At that point Blackwell drew the distinction between DSL Republicans and dial-up Democrats. "We believe that human rights flow from God to the individual and are put on loan to the state. There is another view that human rights flow from God to government and then are loaned to the individual. Some of our friends on the other side get confused and think government is God."

At the Democratic National Convention, Senator John Kerry, the presidential nominee, said he does not wear his religion on his sleeve but is nonetheless guided by faith. That was a clear response to Bush's unabashed invoking of God, whether to support the diversion of federal funds to faith-based organizations or the deadly decision to invade Iraq.

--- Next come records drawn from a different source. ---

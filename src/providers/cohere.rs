//! Cohere chat (v1)
//!
//! Cohere takes the newest user turn as `message` and everything before it
//! as `chat_history`. Streams are newline-delimited JSON events; the final
//! `is_finished` event carries the complete response, which is what
//! aggregate mode returns.

use std::collections::BTreeMap;
use std::sync::Arc;

use serde_json::{json, Map, Value};

use super::{parse_arguments, read_u32, string_or_list, AuthStyle, Provider, ProviderFamily, ProviderInfo};
use crate::accumulate::{
    parse_json, provider_error, AccumulatorState, Aggregate, ProviderStreamAdapter, ToolCallState,
};
use crate::mapping::{Operation, ParameterConfig, ProviderSchema};
use crate::native::request::CanonicalRequest;
use crate::native::response::{Delta, ToolCallDelta, ToolCallFunctionDelta, Usage};
use crate::native::streaming::{create_chunk_with_metadata, format_sse_chunk, StreamError};
use crate::native::types::{message_text, Role};
use crate::streaming::parse_sse_frame;

const INFO: ProviderInfo = ProviderInfo {
    id: "cohere",
    display_name: "Cohere",
    family: ProviderFamily::Cohere,
    base_url: "https://api.cohere.ai/v1",
    auth: AuthStyle::Bearer,
    extra_headers: &[],
};

const EMBEDDING_TYPES: &[&str] = &["float", "int8", "uint8", "binary", "ubinary"];

pub struct Cohere {
    chat: ProviderSchema,
    embed: ProviderSchema,
}

impl Default for Cohere {
    fn default() -> Self {
        Self::new()
    }
}

impl Cohere {
    pub fn new() -> Self {
        Self {
            chat: chat_schema(),
            embed: embed_schema(),
        }
    }
}
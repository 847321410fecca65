//! Response types for the canonical chat completion API
//!
//! Defines chat completion response and streaming chunk structures.

use serde::{Deserialize, Serialize};

use super::types::Role;

/// Token usage statistics
#[derive(Debug, Clone, Serialize, Deserialize, PartialEq, Eq, Default)]
pub struct Usage {
    /// Number of tokens in the prompt
    pub prompt_tokens: u32,
    /// Number of tokens in the completion
    pub completion_tokens: u32,
    /// Total tokens used
    pub total_tokens: u32,
}

impl Usage {
    /// Build usage from prompt and completion counts
    pub fn new(prompt_tokens: u32, completion_tokens: u32) -> Self {
        Self {
            prompt_tokens,
            completion_tokens,
            total_tokens: prompt_tokens + completion_tokens,
        }
    }
}

/// Function invocation inside a tool call
#[derive(Debug, Clone, Serialize, Deserialize, PartialEq)]
pub struct ToolCallFunction {
    /// Name of the function
    pub name: String,
    /// JSON-encoded arguments, exactly as the provider produced them
    pub arguments: String,
}

/// A tool call made by the assistant
#[derive(Debug, Clone, Serialize, Deserialize, PartialEq)]
pub struct ToolCall {
    /// Tool call identifier
    pub id: String,
    /// Call type (always "function")
    #[serde(rename = "type")]
    pub call_type: String,
    /// Function details
    pub function: ToolCallFunction,
}

/// Message in a completion choice
#[derive(Debug, Clone, Serialize, Deserialize, PartialEq, Default)]
pub struct ChoiceMessage {
    /// Role of the message author
    pub role: Role,
    /// Content of the message
    pub content: Option<String>,
    /// Reasoning text produced before the answer
    #[serde(default, skip_serializing_if = "Option::is_none")]
    pub reasoning_content: Option<String>,
    /// Tool calls made by the assistant
    #[serde(default, skip_serializing_if = "Option::is_none")]
    pub tool_calls: Option<Vec<ToolCall>>,
}

/// A completion choice
#[derive(Debug, Clone, Serialize, Deserialize, PartialEq)]
pub struct Choice {
    /// Index of this choice
    pub index: u32,
    /// The generated message
    pub message: ChoiceMessage,
    /// Reason the generation stopped
    pub finish_reason: Option<String>,
}

/// Chat completion response (non-streaming)
#[derive(Debug, Clone, Serialize, Deserialize, PartialEq)]
pub struct ChatCompletionResponse {
    /// Unique identifier for this completion
    pub id: String,
    /// Object type (always "chat.completion")
    pub object: String,
    /// Unix timestamp of creation
    pub created: u64,
    /// Model used for completion
    pub model: String,
    /// List of completion choices
    pub choices: Vec<Choice>,
    /// Token usage statistics
    pub usage: Usage,
}

/// Function call delta in streaming tool calls
#[derive(Debug, Clone, Serialize, Deserialize, PartialEq, Default)]
pub struct ToolCallFunctionDelta {
    /// Function name (only in first delta for this tool call)
    #[serde(default, skip_serializing_if = "Option::is_none")]
    pub name: Option<String>,
    /// Argument string fragment (accumulated across deltas)
    #[serde(default, skip_serializing_if = "Option::is_none")]
    pub arguments: Option<String>,
}

/// Tool call delta in streaming responses
#[derive(Debug, Clone, Serialize, Deserialize, PartialEq)]
pub struct ToolCallDelta {
    /// Index of this tool call in the parallel set
    pub index: u32,
    /// Tool call ID (only in first delta for this index)
    #[serde(default, skip_serializing_if = "Option::is_none")]
    pub id: Option<String>,
    /// Type of tool call (only in first delta)
    #[serde(rename = "type", default, skip_serializing_if = "Option::is_none")]
    pub call_type: Option<String>,
    /// Function call details
    #[serde(default, skip_serializing_if = "Option::is_none")]
    pub function: Option<ToolCallFunctionDelta>,
}

/// Delta content in a streaming chunk
#[derive(Debug, Clone, Serialize, Deserialize, PartialEq, Default)]
pub struct Delta {
    /// Role (only present in first chunk)
    #[serde(default, skip_serializing_if = "Option::is_none")]
    pub role: Option<Role>,
    /// Content fragment
    #[serde(default, skip_serializing_if = "Option::is_none")]
    pub content: Option<String>,
    /// Reasoning fragment
    #[serde(default, skip_serializing_if = "Option::is_none")]
    pub reasoning_content: Option<String>,
    /// Tool call deltas
    #[serde(default, skip_serializing_if = "Option::is_none")]
    pub tool_calls: Option<Vec<ToolCallDelta>>,
}

impl Delta {
    /// Delta carrying only a content fragment
    pub fn content(text: impl Into<String>) -> Self {
        Self {
            content: Some(text.into()),
            ..Self::default()
        }
    }

    /// Delta carrying only a reasoning fragment
    pub fn reasoning(text: impl Into<String>) -> Self {
        Self {
            reasoning_content: Some(text.into()),
            ..Self::default()
        }
    }

    /// Opening delta announcing the assistant role
    pub fn assistant() -> Self {
        Self {
            role: Some(Role::Assistant),
            content: Some(String::new()),
            ..Self::default()
        }
    }

    /// Delta carrying tool call fragments
    pub fn tool_calls(calls: Vec<ToolCallDelta>) -> Self {
        Self {
            tool_calls: Some(calls),
            ..Self::default()
        }
    }
}

/// A choice in a streaming chunk
#[derive(Debug, Clone, Serialize, Deserialize, PartialEq)]
pub struct StreamChoice {
    /// Index of this choice
    pub index: u32,
    /// Delta content
    pub delta: Delta,
    /// Reason the generation stopped (only in final chunk)
    pub finish_reason: Option<String>,
}

/// Streaming chunk for chat completion
#[derive(Debug, Clone, Serialize, Deserialize, PartialEq)]
pub struct StreamChunk {
    /// Unique identifier for this completion
    pub id: String,
    /// Object type (always "chat.completion.chunk")
    pub object: String,
    /// Unix timestamp of creation
    pub created: u64,
    /// Model used for completion
    pub model: String,
    /// List of choices with delta content
    pub choices: Vec<StreamChoice>,
    /// Token usage (only in final chunk when requested)
    #[serde(default, skip_serializing_if = "Option::is_none")]
    pub usage: Option<Usage>,
}

/// Aggregated transcription result
#[derive(Debug, Clone, Serialize, Deserialize, PartialEq, Default)]
pub struct TranscriptionResponse {
    /// Final transcript text
    pub text: String,
    /// Provider usage block, passed through untouched
    #[serde(default, skip_serializing_if = "Option::is_none")]
    pub usage: Option<serde_json::Value>,
}
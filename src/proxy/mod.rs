//! Proxy module
//!
//! Handles request forwarding to upstream AI providers.

pub mod headers;
pub mod logging;
pub mod upstream;

pub use headers::build_provider_headers;
pub use logging::RequestContext;
pub use upstream::{HttpUpstream, UpstreamRequest, UpstreamTransport};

As if to answer Kerry, the Republicans made God a featured guest in convention speeches. Former New York Mayor Rudolph Giuliani thanked God that Bush was president on 9/11. The former New York police commissioner Bernard Kerik said he prays to God that Bush has your vote. Democrat turncoat Zell Miller praised Bush for being "unashamed of his belief that God is not indifferent to America." And New York's Governor George Pataki said Bush "is one of those men God and fate somehow lead to the fore in times of challenge."

Such praise relieved Bush from talking much about God during his acceptance speech, because it is not clear how much God is too much God in the volatile world of swing voters.

His team does the talking. Karl Rove, Bush's top political strategist, says he wants to fire up 4 million evangelicals the GOP thought would vote in 2000 but did not. On the morning of Bush's acceptance speech, the GOP chairman, Ed Gillespie, worked a ballroom of Catholic supporters, pushing the fight against gay marriage and against abortion. Blackwell said that despite the understandable dominance of national security and the wars in Afghanistan and Iraq, he expects social conservatism to be an important underlying force on Election Day. In Missouri, a state constitutional ban on gay marriage was recently passed with the approval of 71 percent of the voters.

"We are in a classic struggle," Blackwell told the Ohio delegates. "This is no time to be on the sidelines." In that struggle, Blackwell and Bush hope that their DSL stands for a Divine Secure Lock on religious voters. The Democrats have to figure out a way to prove that their phone is not out of order.